L'EIT doit prendre en considération les circonstances spécifiques du transfert (par exemple, les types de données transférées, les finalités pour lesquelles elles sont transférées et traitées dans le pays tiers et la manière dont elles le sont) ainsi que tous les acteurs participant au transfert, tels qu'identifiés dans l'exercice de cartographie du transfert. Elle doit également prendre en compte les transferts ultérieurs envisagés. Cela signifie que l'IUA doit obtenir toutes les informations nécessaires auprès de son sous-traitant ou destinataire dans le pays tiers.

L'IUA doit évaluer si des lois ou pratiques du pays tiers, applicables aux données transférées et/ou à l'importateur de données, compromettent la capacité de l'importateur de données à respecter ses engagements pris dans l'instrument de transfert, compte tenu des circonstances entourant le transfert.

Si l'IUAa identifié que des mesures supplémentaires sont nécessaires, elle doit les mettre en œuvre avant d'effectuer le transfert.

Mécanismes de transfert prévus au chapitre V du règlement (UE) 2018/1725

Le chapitre V du règlement (UE) 2018/1725 prévoit des mécanismes et conditions spécifiques pour les transferts de données à caractère personnel des institutions de l'UE vers un pays tiers ou une organisation internationale. Ces mécanismes et conditions visent à garantir que le niveau de protection des personnes physiques garanti par la législation de l'UE en matière de protection des données n'est pas compromis lorsque leurs données à caractère personnel sont transférées en dehors de l'UE.
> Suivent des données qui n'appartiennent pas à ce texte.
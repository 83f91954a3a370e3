//! Shared test helpers: temp project directories and an in-memory server.

#![allow(dead_code)]

use async_trait::async_trait;
use hasura_migrate::client::{RawResponse, Transport, TransportError};
use hasura_migrate::ProjectConfig;
use http::{Method, StatusCode};
use once_cell::sync::Lazy;
use regex::Regex;
use serde_json::{json, Value};
use std::collections::{BTreeMap, BTreeSet};
use std::path::Path;
use std::sync::{Arc, Mutex};
use tempfile::TempDir;

/// Create a temporary directory for testing
pub fn create_test_dir() -> TempDir {
    tempfile::tempdir().expect("Failed to create temp dir")
}

/// Write a file relative to `dir`, creating parent directories.
pub async fn write_file(dir: &Path, relative: &str, content: &str) {
    let path = dir.join(relative);
    if let Some(parent) = path.parent() {
        tokio::fs::create_dir_all(parent)
            .await
            .expect("Failed to create directory");
    }
    tokio::fs::write(path, content)
        .await
        .expect("Failed to write file");
}

pub fn test_config() -> ProjectConfig {
    ProjectConfig::default()
}

static COUNT_TABLE: Lazy<Regex> =
    Lazy::new(|| Regex::new(r"information_schema\.tables WHERE table_name = '(\w+)'").unwrap());
static CREATE_TABLE: Lazy<Regex> =
    Lazy::new(|| Regex::new(r"^CREATE TABLE IF NOT EXISTS hdb_catalog\.(\w+)").unwrap());
static INSERT_VERSION: Lazy<Regex> = Lazy::new(|| {
    Regex::new(r"^INSERT INTO hdb_catalog\.schema_migrations \(version, dirty\) VALUES \((\d+), false\)$")
        .unwrap()
});
static DELETE_VERSION: Lazy<Regex> = Lazy::new(|| {
    Regex::new(r"^DELETE FROM hdb_catalog\.schema_migrations WHERE version = (\d+)$").unwrap()
});
static SELECT_SETTING: Lazy<Regex> = Lazy::new(|| {
    Regex::new(r"^SELECT value FROM hdb_catalog\.migration_settings WHERE setting = '(\w+)'$")
        .unwrap()
});
static UPSERT_SETTING: Lazy<Regex> = Lazy::new(|| {
    Regex::new(r"^INSERT INTO hdb_catalog\.migration_settings \(setting, value\) VALUES \('(\w+)', '([^']*)'\)")
        .unwrap()
});

const SELECT_VERSIONS: &str = "SELECT version, dirty FROM hdb_catalog.schema_migrations";

/// A request as the server received it.
#[derive(Debug, Clone)]
pub struct RecordedRequest {
    pub method: Method,
    pub path: String,
    pub body: Option<Value>,
}

impl RecordedRequest {
    pub fn kind(&self) -> Option<&str> {
        self.body.as_ref().and_then(|b| b["type"].as_str())
    }
}

#[derive(Debug, Clone, Default)]
struct ServerState {
    tables: BTreeSet<String>,
    versions: BTreeSet<u64>,
    settings: BTreeMap<String, String>,
    cli_state: Option<Value>,
    executed_sql: Vec<String>,
}

type OpError = (String, String);

impl ServerState {
    fn apply(&mut self, operation: &Value) -> Result<Value, OpError> {
        let kind = operation["type"].as_str().unwrap_or_default();
        let args = &operation["args"];

        match kind {
            kind if kind.ends_with("run_sql") => {
                let sql = args["sql"].as_str().unwrap_or_default();
                self.run_sql(sql)
            }
            "get_catalog_state" => Ok(json!({
                "id": "fake-catalog",
                "cli_state": self.cli_state.clone().unwrap_or_else(|| json!({})),
                "console_state": {}
            })),
            "set_catalog_state" => {
                if args["type"] != json!("cli") {
                    return Err(("only cli state is supported".into(), "not-supported".into()));
                }
                self.cli_state = Some(args["state"].clone());
                Ok(json!({"message": "success"}))
            }
            _ => Ok(json!({"message": "success"})),
        }
    }

    fn run_sql(&mut self, sql: &str) -> Result<Value, OpError> {
        if let Some(captures) = COUNT_TABLE.captures(sql) {
            let exists = self.tables.contains(&captures[1]);
            return Ok(tuples(&["count"], vec![vec![if exists { "1" } else { "0" }.to_string()]]));
        }
        if let Some(captures) = CREATE_TABLE.captures(sql) {
            self.tables.insert(captures[1].to_string());
            return Ok(command_ok());
        }
        if sql == SELECT_VERSIONS {
            let rows = self
                .versions
                .iter()
                .map(|v| vec![v.to_string(), "f".to_string()])
                .collect();
            return Ok(tuples(&["version", "dirty"], rows));
        }
        if let Some(captures) = INSERT_VERSION.captures(sql) {
            let version: u64 = captures[1].parse().unwrap();
            if !self.versions.insert(version) {
                return Err((
                    "duplicate key value violates unique constraint".into(),
                    "postgres-error".into(),
                ));
            }
            return Ok(command_ok());
        }
        if let Some(captures) = DELETE_VERSION.captures(sql) {
            let version: u64 = captures[1].parse().unwrap();
            self.versions.remove(&version);
            return Ok(command_ok());
        }
        if let Some(captures) = SELECT_SETTING.captures(sql) {
            let rows = self
                .settings
                .get(&captures[1])
                .map(|value| vec![vec![value.clone()]])
                .unwrap_or_default();
            return Ok(tuples(&["value"], rows));
        }
        if let Some(captures) = UPSERT_SETTING.captures(sql) {
            self.settings
                .insert(captures[1].to_string(), captures[2].to_string());
            return Ok(command_ok());
        }
        if sql.contains("syntax error") {
            return Err(("syntax error at or near \"syntax\"".into(), "postgres-error".into()));
        }

        self.executed_sql.push(sql.to_string());
        Ok(command_ok())
    }
}

/// Reject operations the endpoint at `path` does not accept. `bulk_source`
/// is the top-level source of the enclosing bulk, if any.
fn check_endpoint(path: &str, operation: &Value, bulk_source: Option<&Value>) -> Result<(), OpError> {
    let kind = operation["type"].as_str().unwrap_or_default();
    let is_sql = kind.ends_with("run_sql");
    let is_catalog = kind == "get_catalog_state" || kind == "set_catalog_state";
    match path {
        "v1/query" if !is_catalog => Ok(()),
        "v1/metadata" if !is_sql => Ok(()),
        "v2/query" if is_sql => {
            let source = operation.get("source").or(bulk_source);
            if source.and_then(Value::as_str).is_some() {
                Ok(())
            } else {
                Err(("the key 'source' was not present".into(), "parse-failed".into()))
            }
        }
        _ => Err((
            format!("unexpected type \"{}\" on {}", kind, path),
            "parse-failed".into(),
        )),
    }
}

fn tuples(header: &[&str], rows: Vec<Vec<String>>) -> Value {
    let mut result = vec![json!(header)];
    result.extend(rows.into_iter().map(|row| json!(row)));
    json!({"result_type": "TuplesOk", "result": result})
}

fn command_ok() -> Value {
    json!({"result_type": "CommandOk", "result": null})
}

fn error_body(path: String, error: String, code: String) -> Value {
    json!({"path": path, "error": error, "code": code})
}

/// In-memory stand-in for the engine: tracking tables, catalog state and
/// atomic bulk requests.
pub struct FakeServer {
    version: String,
    state: Mutex<ServerState>,
    requests: Mutex<Vec<RecordedRequest>>,
    /// Operation index to fail, optionally only on one path
    fail_at: Mutex<Option<(Option<String>, usize)>>,
}

impl FakeServer {
    pub fn new(version: &str) -> Self {
        Self {
            version: version.to_string(),
            state: Mutex::new(ServerState::default()),
            requests: Mutex::new(Vec::new()),
            fail_at: Mutex::new(None),
        }
    }

    /// A server tracking migrations in `hdb_catalog` tables.
    pub fn legacy() -> Arc<Self> {
        Arc::new(Self::new("v1.3.3"))
    }

    /// A server tracking migrations in the cli catalog state.
    pub fn modern() -> Arc<Self> {
        Arc::new(Self::new("v2.0.0"))
    }

    pub fn transport(self: &Arc<Self>) -> Arc<dyn Transport> {
        Arc::clone(self) as Arc<dyn Transport>
    }

    /// Make the operation at `index` of the next bulks fail.
    pub fn fail_bulk_at(&self, index: usize) {
        *self.fail_at.lock().unwrap() = Some((None, index));
    }

    /// Like [`Self::fail_bulk_at`], for bulks sent to `path` only.
    pub fn fail_path_bulk_at(&self, path: &str, index: usize) {
        *self.fail_at.lock().unwrap() = Some((Some(path.to_string()), index));
    }

    pub fn clear_failure(&self) {
        *self.fail_at.lock().unwrap() = None;
    }

    pub fn set_cli_state(&self, state: Value) {
        self.state.lock().unwrap().cli_state = Some(state);
    }

    pub fn cli_state(&self) -> Option<Value> {
        self.state.lock().unwrap().cli_state.clone()
    }

    /// Simulate another client writing the catalog state.
    pub fn bump_revision(&self) {
        let mut state = self.state.lock().unwrap();
        if let Some(cli_state) = state.cli_state.as_mut() {
            let revision = cli_state["revision"].as_u64().unwrap_or(0);
            cli_state["revision"] = json!(revision + 1);
        }
    }

    /// Versions recorded by either tracking mechanism.
    pub fn applied_versions(&self) -> Vec<u64> {
        let state = self.state.lock().unwrap();
        let mut versions: BTreeSet<u64> = state.versions.clone();
        if let Some(records) = state
            .cli_state
            .as_ref()
            .and_then(|s| s["schema_migrations"].as_array())
        {
            versions.extend(records.iter().filter_map(|r| r["version"].as_u64()));
        }
        versions.into_iter().collect()
    }

    pub fn insert_legacy_version(&self, version: u64) {
        self.state.lock().unwrap().versions.insert(version);
    }

    pub fn executed_sql(&self) -> Vec<String> {
        self.state.lock().unwrap().executed_sql.clone()
    }

    pub fn setting(&self, name: &str) -> Option<String> {
        self.state.lock().unwrap().settings.get(name).cloned()
    }

    pub fn requests(&self) -> Vec<RecordedRequest> {
        self.requests.lock().unwrap().clone()
    }

    pub fn clear_requests(&self) {
        self.requests.lock().unwrap().clear();
    }

    /// Bodies of every `bulk` request received.
    pub fn bulk_requests(&self) -> Vec<RecordedRequest> {
        self.requests()
            .into_iter()
            .filter(|r| r.kind() == Some("bulk"))
            .collect()
    }

    fn handle(&self, method: &Method, path: &str, body: Option<&Value>) -> (StatusCode, Value) {
        if method == Method::GET {
            return if path == "v1/version" {
                (StatusCode::OK, json!({"version": self.version}))
            } else {
                (StatusCode::NOT_FOUND, error_body("$".into(), "not found".into(), "not-found".into()))
            };
        }

        let Some(body) = body else {
            return (
                StatusCode::BAD_REQUEST,
                error_body("$".into(), "missing body".into(), "parse-failed".into()),
            );
        };

        let mut state = self.state.lock().unwrap();
        if body["type"] != json!("bulk") {
            return match check_endpoint(path, body, None).and_then(|_| state.apply(body)) {
                Ok(result) => (StatusCode::OK, result),
                Err((error, code)) => (
                    StatusCode::BAD_REQUEST,
                    error_body("$.args".into(), error, code),
                ),
            };
        }

        // Bulk requests are atomic
        let fail_at = match self.fail_at.lock().unwrap().clone() {
            Some((Some(only), index)) if only == path => Some(index),
            Some((None, index)) => Some(index),
            _ => None,
        };
        let bulk_source = body.get("source");
        let mut staged = state.clone();
        let mut results = Vec::new();
        let operations = body["args"].as_array().cloned().unwrap_or_default();
        for (index, operation) in operations.iter().enumerate() {
            let outcome = if fail_at == Some(index) {
                Err(("injected failure".to_string(), "postgres-error".to_string()))
            } else {
                check_endpoint(path, operation, bulk_source).and_then(|_| staged.apply(operation))
            };
            match outcome {
                Ok(result) => results.push(result),
                Err((error, code)) => {
                    return (
                        StatusCode::BAD_REQUEST,
                        error_body(format!("$.args[{}].args", index), error, code),
                    )
                }
            }
        }
        *state = staged;
        (StatusCode::OK, Value::Array(results))
    }
}

#[async_trait]
impl Transport for FakeServer {
    async fn send(
        &self,
        method: Method,
        path: &str,
        body: Option<&Value>,
    ) -> Result<RawResponse, TransportError> {
        self.requests.lock().unwrap().push(RecordedRequest {
            method: method.clone(),
            path: path.to_string(),
            body: body.cloned(),
        });

        let (status, response) = self.handle(&method, path, body);
        Ok(RawResponse::new(status, serde_json::to_vec(&response)?))
    }
}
La boîte à outils de transfert du règlement comprend trois types d'instruments :

  • les décisions d'adéquation,
  • les instruments offrant des garanties appropriées
  • les dérogations pour des situations spécifiques, telles que pour des motifs importants d'intérêt public.
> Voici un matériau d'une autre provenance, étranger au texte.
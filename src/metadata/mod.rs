//! Metadata round-trip: export to `metadata.json`, apply it back, reload and
//! list inconsistencies.

use crate::client::{metadata_request_no_prefix, post, ApiError, Operation, Transport, TransportError};
use crate::utils::METADATA_FILE;
use serde::Deserialize;
use serde_json::{json, Value};
use std::path::{Path, PathBuf};
use std::sync::Arc;
use thiserror::Error;
use tokio::fs;
use tracing::info;

#[derive(Error, Debug)]
pub enum MetadataError {
    #[error("IO error: {0}")]
    IoError(#[from] std::io::Error),

    #[error("JSON error: {0}")]
    Json(#[from] serde_json::Error),

    #[error("Transport error: {0}")]
    Transport(#[from] TransportError),

    #[error("API error: {0}")]
    Api(#[from] ApiError),

    #[error("Metadata file not found: {0}")]
    NotFound(PathBuf),
}

/// Result of `get_inconsistent_metadata`.
#[derive(Debug, Clone, Default, Deserialize)]
pub struct InconsistentMetadata {
    pub is_consistent: bool,
    #[serde(default)]
    pub inconsistent_objects: Vec<Value>,
}

pub struct MetadataClient {
    transport: Arc<dyn Transport>,
    path: String,
}

impl MetadataClient {
    pub fn new(transport: Arc<dyn Transport>, path: impl Into<String>) -> Self {
        Self {
            transport,
            path: path.into(),
        }
    }

    async fn call(&self, operation: &Operation) -> Result<Value, MetadataError> {
        let response = post(self.transport.as_ref(), &self.path, operation).await?;
        Ok(response.json()?)
    }

    pub async fn export_metadata(&self) -> Result<Value, MetadataError> {
        self.call(&metadata_request_no_prefix("export_metadata", json!({})))
            .await
    }

    /// Replace the server metadata with `metadata`.
    pub async fn apply_metadata(&self, metadata: Value) -> Result<(), MetadataError> {
        self.call(&metadata_request_no_prefix("replace_metadata", metadata))
            .await?;
        info!("Metadata applied");
        Ok(())
    }

    pub async fn reload_metadata(&self) -> Result<(), MetadataError> {
        self.call(&metadata_request_no_prefix("reload_metadata", json!({})))
            .await?;
        info!("Metadata reloaded");
        Ok(())
    }

    pub async fn inconsistent_metadata(&self) -> Result<InconsistentMetadata, MetadataError> {
        let value = self
            .call(&metadata_request_no_prefix("get_inconsistent_metadata", json!({})))
            .await?;
        Ok(serde_json::from_value(value)?)
    }

    /// Export into `<dir>/metadata.json`.
    pub async fn export_to_dir(&self, dir: &Path) -> Result<PathBuf, MetadataError> {
        let metadata = self.export_metadata().await?;
        fs::create_dir_all(dir).await?;

        let path = dir.join(METADATA_FILE);
        fs::write(&path, serde_json::to_string_pretty(&metadata)?).await?;
        info!(path = %path.display(), "Metadata exported");
        Ok(path)
    }

    /// Apply `<dir>/metadata.json`.
    pub async fn apply_from_dir(&self, dir: &Path) -> Result<(), MetadataError> {
        let path = dir.join(METADATA_FILE);
        if !fs::try_exists(&path).await? {
            return Err(MetadataError::NotFound(path));
        }

        let metadata: Value = serde_json::from_str(&fs::read_to_string(&path).await?)?;
        self.apply_metadata(metadata).await
    }
}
Aucun transfert ne peut avoir lieu sans être fondé sur l'un des instruments de transfert définis dans le règlement.

Transferts fondés sur des décisions d'adéquation

Les données à caractère personnel peuvent être transférées vers des pays tiers ou des organisations internationales sur la base d'une décision d'adéquation de la Commission et lorsque les données à caractère personnel sont transférées uniquement pour permettre l'exécution de tâches relevant de la compétence du responsable du traitement (c'est-à-dire lIUA).
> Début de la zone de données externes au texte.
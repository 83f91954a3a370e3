//! Local migration files.
//!
//! - [`FileSource`] scans a migrations directory and keeps one
//!   [`Migrations`] index per direction
//! - [`create_migration`] writes a new pair of files
//!
//! File names follow `<version>_<name>.<up|down>.<sql|yaml>` or the
//! directory layout `<version>_<name>/<up|down>.<sql|yaml>`. The version is a
//! millisecond timestamp; gaps between versions are expected.

mod create;
mod index;
mod source;
mod types;

pub(crate) use create::validate_name;
pub use create::{create_migration, CreateMigrationOptions, CreateMigrationResult};
pub use index::Migrations;
pub use source::FileSource;
pub use types::{MigrationDirection, MigrationError, MigrationFile, MigrationKind, MigrationVersion};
Un transfert fondé sur une décision d'adéquation ne nécessite aucune autorisation de l'EDPB.

L'IUA qui effectue le transfert et l'importateur de données doivent tous deux mettre en œuvre des mesures pour se conformer aux autres obligations du règlement (UE) 2018/1725.

Il s'agit d'une exigence particulière du règlement (UE) 2018/1725 que les IUA doivent limiter les transferts de données en dehors de l'UE/EEE aux tâches relevant de leur compétence.

La Commission européenne réalise des évaluations d'adéquation des pays tiers et des organisations internationales afin de déterminer si un niveau adéquat de protection des données des personnes est offert. 

Plusieurs pays ont été jugés comme garantissant un niveau adéquat de protection :

À l'exception du Royaume-Uni, ces décisions d'adéquation ne couvrent pas les échanges de données dans le secteur de l'application de la loi, qui sont régis par la directive relative à l'application de la loi (article 36 de la directive (UE) 2016/680).

La Commission européenne publie la liste de ses décisions d'adéquation sur son site web, ainsi que les dernières nouvelles sur les questions d'adéquation. Plus généralement, elle fournit régulièrement des informations sur la dimension internationale de la protection des données qui peuvent être utiles aux IUA lorsqu'elles envisagent des transferts internationaux.

Les IUA sont responsables de surveiller si les décisions d'adéquation pertinentes et applicables à leurs transferts sont toujours en vigueur et ne sont pas en cours de révocation ou d'invalidation. Elles peuvent utiliser à cet effet les informations fournies par la Commission européenne.

Les IUA doivent également informer la Commission et le CEPD des cas où elles estiment qu'un pays tiers ou une organisation internationale ne garantit pas un niveau adéquat de protection.

Les décisions d'adéquation n'empêchent pas les personnes de déposer une plainte. Elles n'empêchent pas non plus le CEPD d'exercer ses pouvoirs en vertu du règlement (UE) 2018/1725.

Transferts fondés sur des garanties appropriées

En l'absence de décision d'adéquation, les données à caractère personnel peuvent néanmoins être transférées si des garanties appropriées sont prévues et à condition que des droits opposables des personnes concernées et des voies de recours effectives soient disponibles.

Ces garanties peuvent être prévues dans des clauses types de protection des données (dites clauses contractuelles types, « CCT ») ou dans un autre instrument de transfert en vertu de l'article 48 du RGPD UE ou, pour les transferts d'un sous-traitant non-IUA vers des sous-traitants ultérieurs, conformément à l'article 46 du RGPD.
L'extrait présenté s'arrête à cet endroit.